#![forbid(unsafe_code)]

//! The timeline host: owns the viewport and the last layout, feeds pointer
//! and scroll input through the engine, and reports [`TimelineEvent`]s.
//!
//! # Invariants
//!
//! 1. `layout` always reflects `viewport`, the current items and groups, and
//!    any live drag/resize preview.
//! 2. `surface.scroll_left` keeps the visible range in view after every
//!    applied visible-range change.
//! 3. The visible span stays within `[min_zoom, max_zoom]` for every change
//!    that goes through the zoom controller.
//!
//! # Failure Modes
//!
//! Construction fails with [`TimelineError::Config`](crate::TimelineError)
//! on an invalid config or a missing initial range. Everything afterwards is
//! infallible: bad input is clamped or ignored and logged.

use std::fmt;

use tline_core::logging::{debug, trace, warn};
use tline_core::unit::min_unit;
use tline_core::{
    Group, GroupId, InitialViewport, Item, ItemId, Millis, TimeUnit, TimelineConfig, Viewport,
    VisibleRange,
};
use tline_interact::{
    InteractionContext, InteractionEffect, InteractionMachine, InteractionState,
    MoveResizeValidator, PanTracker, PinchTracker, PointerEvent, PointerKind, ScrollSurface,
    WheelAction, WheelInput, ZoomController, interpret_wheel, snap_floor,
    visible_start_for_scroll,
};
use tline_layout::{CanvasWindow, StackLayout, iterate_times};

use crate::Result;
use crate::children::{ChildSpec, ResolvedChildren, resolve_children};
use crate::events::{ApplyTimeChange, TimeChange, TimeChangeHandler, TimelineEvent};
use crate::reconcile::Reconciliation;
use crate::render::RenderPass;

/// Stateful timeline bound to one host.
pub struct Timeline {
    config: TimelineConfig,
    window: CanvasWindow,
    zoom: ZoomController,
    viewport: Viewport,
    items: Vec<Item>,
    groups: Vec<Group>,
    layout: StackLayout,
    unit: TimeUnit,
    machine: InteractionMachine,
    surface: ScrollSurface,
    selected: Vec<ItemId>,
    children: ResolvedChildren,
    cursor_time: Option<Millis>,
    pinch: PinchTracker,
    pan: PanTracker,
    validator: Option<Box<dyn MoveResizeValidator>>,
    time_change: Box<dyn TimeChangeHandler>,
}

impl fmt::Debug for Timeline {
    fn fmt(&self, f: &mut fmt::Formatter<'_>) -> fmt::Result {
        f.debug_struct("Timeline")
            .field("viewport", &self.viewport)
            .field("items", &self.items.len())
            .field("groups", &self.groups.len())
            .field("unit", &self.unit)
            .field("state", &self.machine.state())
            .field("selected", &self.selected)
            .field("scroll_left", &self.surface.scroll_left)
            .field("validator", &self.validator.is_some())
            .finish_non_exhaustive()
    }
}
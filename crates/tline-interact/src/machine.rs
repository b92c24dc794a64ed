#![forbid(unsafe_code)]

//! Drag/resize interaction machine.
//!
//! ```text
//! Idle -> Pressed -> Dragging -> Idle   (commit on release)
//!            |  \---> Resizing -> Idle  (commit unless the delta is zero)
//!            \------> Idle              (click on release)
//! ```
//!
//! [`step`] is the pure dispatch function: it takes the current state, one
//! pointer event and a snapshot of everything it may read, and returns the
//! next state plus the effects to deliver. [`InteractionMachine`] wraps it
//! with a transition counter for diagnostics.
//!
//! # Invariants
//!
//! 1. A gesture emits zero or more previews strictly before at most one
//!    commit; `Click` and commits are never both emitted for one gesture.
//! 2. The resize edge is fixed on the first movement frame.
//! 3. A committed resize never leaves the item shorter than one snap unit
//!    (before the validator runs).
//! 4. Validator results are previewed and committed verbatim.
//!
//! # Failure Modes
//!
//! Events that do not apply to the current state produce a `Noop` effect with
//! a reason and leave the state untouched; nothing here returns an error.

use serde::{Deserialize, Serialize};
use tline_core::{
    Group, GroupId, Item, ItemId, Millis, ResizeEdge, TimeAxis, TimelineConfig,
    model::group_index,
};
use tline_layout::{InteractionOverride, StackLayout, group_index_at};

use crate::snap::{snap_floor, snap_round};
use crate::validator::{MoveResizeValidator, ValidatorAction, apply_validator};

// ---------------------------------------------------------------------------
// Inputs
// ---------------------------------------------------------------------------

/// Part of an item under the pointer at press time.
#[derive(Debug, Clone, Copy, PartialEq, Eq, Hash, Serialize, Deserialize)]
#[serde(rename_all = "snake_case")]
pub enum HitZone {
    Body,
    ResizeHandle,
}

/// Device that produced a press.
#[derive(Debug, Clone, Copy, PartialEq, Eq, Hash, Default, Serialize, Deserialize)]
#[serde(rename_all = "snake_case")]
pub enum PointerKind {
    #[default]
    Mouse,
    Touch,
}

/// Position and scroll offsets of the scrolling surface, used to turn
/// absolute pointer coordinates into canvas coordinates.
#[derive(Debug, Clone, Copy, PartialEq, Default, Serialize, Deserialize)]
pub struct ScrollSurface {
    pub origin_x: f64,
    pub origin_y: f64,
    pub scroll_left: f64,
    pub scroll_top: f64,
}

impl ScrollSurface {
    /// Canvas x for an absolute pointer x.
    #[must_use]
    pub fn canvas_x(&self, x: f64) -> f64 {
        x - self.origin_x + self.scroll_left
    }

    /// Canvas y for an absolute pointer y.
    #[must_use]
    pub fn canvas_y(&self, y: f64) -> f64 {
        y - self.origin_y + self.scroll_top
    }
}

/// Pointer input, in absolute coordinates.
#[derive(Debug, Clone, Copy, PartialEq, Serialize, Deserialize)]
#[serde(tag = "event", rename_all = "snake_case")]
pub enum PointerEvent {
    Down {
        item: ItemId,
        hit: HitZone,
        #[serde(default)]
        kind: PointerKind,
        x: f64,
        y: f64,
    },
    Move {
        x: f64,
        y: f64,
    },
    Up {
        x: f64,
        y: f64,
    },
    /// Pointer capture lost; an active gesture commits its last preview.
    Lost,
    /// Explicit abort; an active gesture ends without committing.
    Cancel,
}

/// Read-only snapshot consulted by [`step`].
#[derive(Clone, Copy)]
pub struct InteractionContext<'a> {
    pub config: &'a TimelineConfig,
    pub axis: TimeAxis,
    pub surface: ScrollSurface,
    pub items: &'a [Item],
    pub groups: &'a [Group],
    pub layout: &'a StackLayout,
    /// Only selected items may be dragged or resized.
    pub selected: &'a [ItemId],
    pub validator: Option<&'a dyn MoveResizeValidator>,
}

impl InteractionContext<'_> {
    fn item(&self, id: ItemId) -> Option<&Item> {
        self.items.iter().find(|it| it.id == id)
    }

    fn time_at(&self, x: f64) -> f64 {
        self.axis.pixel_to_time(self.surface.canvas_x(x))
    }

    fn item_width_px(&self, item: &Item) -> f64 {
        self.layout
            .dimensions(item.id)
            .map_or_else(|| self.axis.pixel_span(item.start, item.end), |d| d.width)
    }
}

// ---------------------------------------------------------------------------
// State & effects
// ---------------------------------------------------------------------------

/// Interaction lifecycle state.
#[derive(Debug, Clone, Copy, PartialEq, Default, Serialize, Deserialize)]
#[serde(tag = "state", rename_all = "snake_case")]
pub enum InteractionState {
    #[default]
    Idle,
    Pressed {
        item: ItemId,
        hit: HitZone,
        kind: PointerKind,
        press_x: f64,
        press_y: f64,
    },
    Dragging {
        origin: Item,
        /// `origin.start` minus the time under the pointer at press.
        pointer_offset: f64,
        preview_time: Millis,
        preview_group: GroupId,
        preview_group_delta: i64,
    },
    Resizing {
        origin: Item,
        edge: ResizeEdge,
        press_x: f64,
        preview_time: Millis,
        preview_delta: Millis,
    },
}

******

→ Problem to solve: The answer must be the full listing, returned exactly as given.

→ Answer to this problem:
#![forbid(unsafe_code)]

//! The timeline host: owns the viewport and the last layout, feeds pointer
//! and scroll input through the engine, and reports [`TimelineEvent`]s.
//!
//! # Invariants
//!
//! 1. `layout` always reflects `viewport`, the current items and groups, and
//!    any live drag/resize preview.
//! 2. `surface.scroll_left` keeps the visible range in view after every
//!    applied visible-range change.
//! 3. The visible span stays within `[min_zoom, max_zoom]` for every change
//!    that goes through the zoom controller.
//!
//! # Failure Modes
//!
//! Construction fails with [`TimelineError::Config`](crate::TimelineError)
//! on an invalid config or a missing initial range. Everything afterwards is
//! infallible: bad input is clamped or ignored and logged.

use std::fmt;

use tline_core::logging::{debug, trace, warn};
use tline_core::unit::min_unit;
use tline_core::{
    Group, GroupId, InitialViewport, Item, ItemId, Millis, TimeUnit, TimelineConfig, Viewport,
    VisibleRange,
};
use tline_interact::{
    InteractionContext, InteractionEffect, InteractionMachine, InteractionState,
    MoveResizeValidator, PanTracker, PinchTracker, PointerEvent, PointerKind, ScrollSurface,
    WheelAction, WheelInput, ZoomController, interpret_wheel, snap_floor,
    visible_start_for_scroll,
};
use tline_layout::{CanvasWindow, StackLayout, iterate_times};

use crate::Result;
use crate::children::{ChildSpec, ResolvedChildren, resolve_children};
use crate::events::{ApplyTimeChange, TimeChange, TimeChangeHandler, TimelineEvent};
use crate::reconcile::Reconciliation;
use crate::render::RenderPass;

/// Stateful timeline bound to one host.
pub struct Timeline {
    config: TimelineConfig,
    window: CanvasWindow,
    zoom: ZoomController,
    viewport: Viewport,
    items: Vec<Item>,
    groups: Vec<Group>,
    layout: StackLayout,
    unit: TimeUnit,
    machine: InteractionMachine,
    surface: ScrollSurface,
    selected: Vec<ItemId>,
    children: ResolvedChildren,
    cursor_time: Option<Millis>,
    pinch: PinchTracker,
    pan: PanTracker,
    validator: Option<Box<dyn MoveResizeValidator>>,
    time_change: Box<dyn TimeChangeHandler>,
}

impl fmt::Debug for Timeline {
    fn fmt(&self, f: &mut fmt::Formatter<'_>) -> fmt::Result {
        f.debug_struct("Timeline")
            .field("viewport", &self.viewport)
            .field("items", &self.items.len())
            .field("groups", &self.groups.len())
            .field("unit", &self.unit)
            .field("state", &self.machine.state())
            .field("selected", &self.selected)
            .field("scroll_left", &self.surface.scroll_left)
            .field("validator", &self.validator.is_some())
            .finish_non_exhaustive()
    }
}
filename crates/tline-interact/src/machine.rs
repository b92c24dc794a64ed
#![forbid(unsafe_code)]

//! Drag/resize interaction machine.
//!
//! ```text
//! Idle -> Pressed -> Dragging -> Idle   (commit on release)
//!            |  \---> Resizing -> Idle  (commit unless the delta is zero)
//!            \------> Idle              (click on release)
//! ```
//!
//! [`step`] is the pure dispatch function: it takes the current state, one
//! pointer event and a snapshot of everything it may read, and returns the
//! next state plus the effects to deliver. [`InteractionMachine`] wraps it
//! with a transition counter for diagnostics.
//!
//! # Invariants
//!
//! 1. A gesture emits zero or more previews strictly before at most one
//!    commit; `Click` and commits are never both emitted for one gesture.
//! 2. The resize edge is fixed on the first movement frame.
//! 3. A committed resize never leaves the item shorter than one snap unit
//!    (before the validator runs).
//! 4. Validator results are previewed and committed verbatim.
//!
//! # Failure Modes
//!
//! Events that do not apply to the current state produce a `Noop` effect with
//! a reason and leave the state untouched; nothing here returns an error.

use serde::{Deserialize, Serialize};
use tline_core::{
    Group, GroupId, Item, ItemId, Millis, ResizeEdge, TimeAxis, TimelineConfig,
    model::group_index,
};
use tline_layout::{InteractionOverride, StackLayout, group_index_at};

use crate::snap::{snap_floor, snap_round};
use crate::validator::{MoveResizeValidator, ValidatorAction, apply_validator};

// ---------------------------------------------------------------------------
// Inputs
// ---------------------------------------------------------------------------

/// Part of an item under the pointer at press time.
#[derive(Debug, Clone, Copy, PartialEq, Eq, Hash, Serialize, Deserialize)]
#[serde(rename_all = "snake_case")]
pub enum HitZone {
    Body,
    ResizeHandle,
}

/// Device that produced a press.
#[derive(Debug, Clone, Copy, PartialEq, Eq, Hash, Default, Serialize, Deserialize)]
#[serde(rename_all = "snake_case")]
pub enum PointerKind {
    #[default]
    Mouse,
    Touch,
}

/// Position and scroll offsets of the scrolling surface, used to turn
/// absolute pointer coordinates into canvas coordinates.
#[derive(Debug, Clone, Copy, PartialEq, Default, Serialize, Deserialize)]
pub struct ScrollSurface {
    pub origin_x: f64,
    pub origin_y: f64,
    pub scroll_left: f64,
    pub scroll_top: f64,
}

impl ScrollSurface {
    /// Canvas x for an absolute pointer x.
    #[must_use]
    pub fn canvas_x(&self, x: f64) -> f64 {
        x - self.origin_x + self.scroll_left
    }

    /// Canvas y for an absolute pointer y.
    #[must_use]
    pub fn canvas_y(&self, y: f64) -> f64 {
        y - self.origin_y + self.scroll_top
    }
}

/// Pointer input, in absolute coordinates.
#[derive(Debug, Clone, Copy, PartialEq, Serialize, Deserialize)]
#[serde(tag = "event", rename_all = "snake_case")]
pub enum PointerEvent {
    Down {
        item: ItemId,
        hit: HitZone,
        #[serde(default)]
        kind: PointerKind,
        x: f64,
        y: f64,
    },
    Move {
        x: f64,
        y: f64,
    },
    Up {
        x: f64,
        y: f64,
    },
    /// Pointer capture lost; an active gesture commits its last preview.
    Lost,
    /// Explicit abort; an active gesture ends without committing.
    Cancel,
}

/// Read-only snapshot consulted by [`step`].
#[derive(Clone, Copy)]
pub struct InteractionContext<'a> {
    pub config: &'a TimelineConfig,
    pub axis: TimeAxis,
    pub surface: ScrollSurface,
    pub items: &'a [Item],
    pub groups: &'a [Group],
    pub layout: &'a StackLayout,
    /// Only selected items may be dragged or resized.
    pub selected: &'a [ItemId],
    pub validator: Option<&'a dyn MoveResizeValidator>,
}

impl InteractionContext<'_> {
    fn item(&self, id: ItemId) -> Option<&Item> {
        self.items.iter().find(|it| it.id == id)
    }

    fn time_at(&self, x: f64) -> f64 {
        self.axis.pixel_to_time(self.surface.canvas_x(x))
    }

    fn item_width_px(&self, item: &Item) -> f64 {
        self.layout
            .dimensions(item.id)
            .map_or_else(|| self.axis.pixel_span(item.start, item.end), |d| d.width)
    }
}

// ---------------------------------------------------------------------------
// State & effects
// ---------------------------------------------------------------------------

/// Interaction lifecycle state.
#[derive(Debug, Clone, Copy, PartialEq, Default, Serialize, Deserialize)]
#[serde(tag = "state", rename_all = "snake_case")]
pub enum InteractionState {
    #[default]
    Idle,
    Pressed {
        item: ItemId,
        hit: HitZone,
        kind: PointerKind,
        press_x: f64,
        press_y: f64,
    },
    Dragging {
        origin: Item,
        /// `origin.start` minus the time under the pointer at press.
        pointer_offset: f64,
        preview_time: Millis,
        preview_group: GroupId,
        preview_group_delta: i64,
    },
    Resizing {
        origin: Item,
        edge: ResizeEdge,
        press_x: f64,
        preview_time: Millis,
        preview_delta: Millis,
    },
}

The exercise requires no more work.